• **WHAT IS NEEDED**
Reproduce word for word the lines between those holding "let total = l" and "let position = (i", inclusive, and nothing else from the data below.
────────
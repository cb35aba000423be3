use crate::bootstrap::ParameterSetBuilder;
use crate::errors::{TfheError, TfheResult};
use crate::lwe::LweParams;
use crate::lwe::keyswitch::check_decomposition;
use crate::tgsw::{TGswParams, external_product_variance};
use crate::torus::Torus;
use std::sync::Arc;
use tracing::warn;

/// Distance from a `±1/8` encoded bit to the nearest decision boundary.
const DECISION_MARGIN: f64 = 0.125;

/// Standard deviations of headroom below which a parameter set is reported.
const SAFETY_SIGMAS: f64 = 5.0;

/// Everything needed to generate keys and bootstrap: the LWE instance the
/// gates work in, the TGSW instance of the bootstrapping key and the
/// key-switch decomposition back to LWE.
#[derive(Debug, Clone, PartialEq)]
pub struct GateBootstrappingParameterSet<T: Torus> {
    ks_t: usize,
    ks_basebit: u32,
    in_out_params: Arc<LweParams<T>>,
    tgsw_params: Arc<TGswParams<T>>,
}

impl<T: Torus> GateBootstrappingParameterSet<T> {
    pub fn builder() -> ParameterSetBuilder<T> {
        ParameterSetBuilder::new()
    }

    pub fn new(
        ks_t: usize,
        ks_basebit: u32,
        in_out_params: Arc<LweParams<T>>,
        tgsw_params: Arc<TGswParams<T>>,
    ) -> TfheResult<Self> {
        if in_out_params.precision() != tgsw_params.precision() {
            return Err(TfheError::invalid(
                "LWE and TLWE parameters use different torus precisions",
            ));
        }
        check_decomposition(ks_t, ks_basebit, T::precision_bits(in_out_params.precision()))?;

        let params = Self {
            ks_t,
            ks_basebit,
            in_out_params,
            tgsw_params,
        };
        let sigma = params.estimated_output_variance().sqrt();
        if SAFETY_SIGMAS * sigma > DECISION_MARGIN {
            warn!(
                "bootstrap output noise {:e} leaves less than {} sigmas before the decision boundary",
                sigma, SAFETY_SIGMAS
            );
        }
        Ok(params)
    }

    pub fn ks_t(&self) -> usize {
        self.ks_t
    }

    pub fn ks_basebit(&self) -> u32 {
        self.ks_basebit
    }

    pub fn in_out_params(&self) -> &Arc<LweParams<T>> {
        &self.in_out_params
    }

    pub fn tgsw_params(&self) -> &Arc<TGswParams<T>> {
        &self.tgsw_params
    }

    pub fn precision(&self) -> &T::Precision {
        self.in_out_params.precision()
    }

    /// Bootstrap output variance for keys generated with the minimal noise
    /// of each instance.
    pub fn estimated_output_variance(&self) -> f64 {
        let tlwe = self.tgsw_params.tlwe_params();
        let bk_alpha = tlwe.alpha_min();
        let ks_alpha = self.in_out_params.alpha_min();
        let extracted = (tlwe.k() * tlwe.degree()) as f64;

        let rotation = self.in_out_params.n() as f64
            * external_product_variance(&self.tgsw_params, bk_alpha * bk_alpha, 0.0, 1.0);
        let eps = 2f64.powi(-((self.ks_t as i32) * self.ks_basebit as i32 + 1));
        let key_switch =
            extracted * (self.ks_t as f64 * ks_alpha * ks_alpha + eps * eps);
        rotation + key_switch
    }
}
────────
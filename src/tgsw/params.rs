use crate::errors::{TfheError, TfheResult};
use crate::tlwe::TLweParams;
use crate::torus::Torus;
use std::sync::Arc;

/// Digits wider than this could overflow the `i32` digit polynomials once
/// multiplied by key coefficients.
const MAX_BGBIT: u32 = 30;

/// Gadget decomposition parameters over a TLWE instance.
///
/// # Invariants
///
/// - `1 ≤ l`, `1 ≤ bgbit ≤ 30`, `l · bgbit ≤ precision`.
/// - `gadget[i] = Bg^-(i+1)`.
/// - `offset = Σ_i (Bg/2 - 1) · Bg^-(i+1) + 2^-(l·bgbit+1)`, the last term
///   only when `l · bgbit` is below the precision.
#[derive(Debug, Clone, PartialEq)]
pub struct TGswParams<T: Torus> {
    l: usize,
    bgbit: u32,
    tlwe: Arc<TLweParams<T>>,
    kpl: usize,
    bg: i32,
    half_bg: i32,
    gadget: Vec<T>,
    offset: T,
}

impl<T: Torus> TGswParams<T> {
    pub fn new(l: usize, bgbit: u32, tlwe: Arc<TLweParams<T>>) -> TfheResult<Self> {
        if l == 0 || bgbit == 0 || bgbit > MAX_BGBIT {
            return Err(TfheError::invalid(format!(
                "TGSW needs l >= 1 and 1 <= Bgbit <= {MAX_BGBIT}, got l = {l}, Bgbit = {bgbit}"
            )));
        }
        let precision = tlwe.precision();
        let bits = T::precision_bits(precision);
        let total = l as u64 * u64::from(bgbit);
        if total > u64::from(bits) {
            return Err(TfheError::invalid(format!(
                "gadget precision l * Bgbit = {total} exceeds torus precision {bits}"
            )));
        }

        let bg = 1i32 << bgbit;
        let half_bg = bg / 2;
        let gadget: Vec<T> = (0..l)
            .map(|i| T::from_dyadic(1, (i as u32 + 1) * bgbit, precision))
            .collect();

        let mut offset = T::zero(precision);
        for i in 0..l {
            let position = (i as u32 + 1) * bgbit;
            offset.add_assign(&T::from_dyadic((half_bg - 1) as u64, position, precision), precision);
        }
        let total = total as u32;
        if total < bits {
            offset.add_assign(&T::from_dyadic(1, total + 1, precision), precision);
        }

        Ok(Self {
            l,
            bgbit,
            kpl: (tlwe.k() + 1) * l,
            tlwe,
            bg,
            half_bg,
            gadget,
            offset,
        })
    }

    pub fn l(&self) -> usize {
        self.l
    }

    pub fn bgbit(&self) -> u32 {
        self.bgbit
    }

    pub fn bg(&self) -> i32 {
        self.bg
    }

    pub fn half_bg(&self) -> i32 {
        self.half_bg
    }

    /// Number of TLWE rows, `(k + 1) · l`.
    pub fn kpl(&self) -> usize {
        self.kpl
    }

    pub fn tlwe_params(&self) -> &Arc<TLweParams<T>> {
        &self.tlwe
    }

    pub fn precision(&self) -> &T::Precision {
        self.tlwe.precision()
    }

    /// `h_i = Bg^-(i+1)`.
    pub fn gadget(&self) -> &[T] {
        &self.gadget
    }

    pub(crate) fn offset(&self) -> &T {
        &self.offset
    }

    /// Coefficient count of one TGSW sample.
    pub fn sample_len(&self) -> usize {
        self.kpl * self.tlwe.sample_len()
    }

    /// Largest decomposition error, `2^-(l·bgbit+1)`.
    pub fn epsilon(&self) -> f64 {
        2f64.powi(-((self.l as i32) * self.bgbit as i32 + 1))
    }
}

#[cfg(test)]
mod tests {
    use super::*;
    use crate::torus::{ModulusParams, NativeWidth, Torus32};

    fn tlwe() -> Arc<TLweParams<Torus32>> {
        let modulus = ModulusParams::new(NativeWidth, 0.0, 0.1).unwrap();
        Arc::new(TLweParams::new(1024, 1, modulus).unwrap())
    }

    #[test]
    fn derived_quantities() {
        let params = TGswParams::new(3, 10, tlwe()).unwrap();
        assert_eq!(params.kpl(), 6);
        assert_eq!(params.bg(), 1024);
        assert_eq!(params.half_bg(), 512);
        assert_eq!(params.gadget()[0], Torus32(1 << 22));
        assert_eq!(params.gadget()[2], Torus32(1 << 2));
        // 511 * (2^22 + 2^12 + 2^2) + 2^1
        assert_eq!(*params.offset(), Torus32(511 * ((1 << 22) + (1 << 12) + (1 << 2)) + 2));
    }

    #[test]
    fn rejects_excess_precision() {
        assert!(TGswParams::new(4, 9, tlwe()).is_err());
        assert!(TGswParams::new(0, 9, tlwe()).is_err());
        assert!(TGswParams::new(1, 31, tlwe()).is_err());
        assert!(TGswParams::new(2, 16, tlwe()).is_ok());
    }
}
────────
• **ANSWER SPACE**
        let total = l as u64 * u64::from(bgbit);
        if total > u64::from(bits) {
            return Err(TfheError::invalid(format!(
                "gadget precision l * Bgbit = {total} exceeds torus precision {bits}"
            )));
        }

        let bg = 1i32 << bgbit;
        let half_bg = bg / 2;
        let gadget: Vec<T> = (0..l)
            .map(|i| T::from_dyadic(1, (i as u32 + 1) * bgbit, precision))
            .collect();

        let mut offset = T::zero(precision);
        for i in 0..l {
            let position = (i as u32 + 1) * bgbit;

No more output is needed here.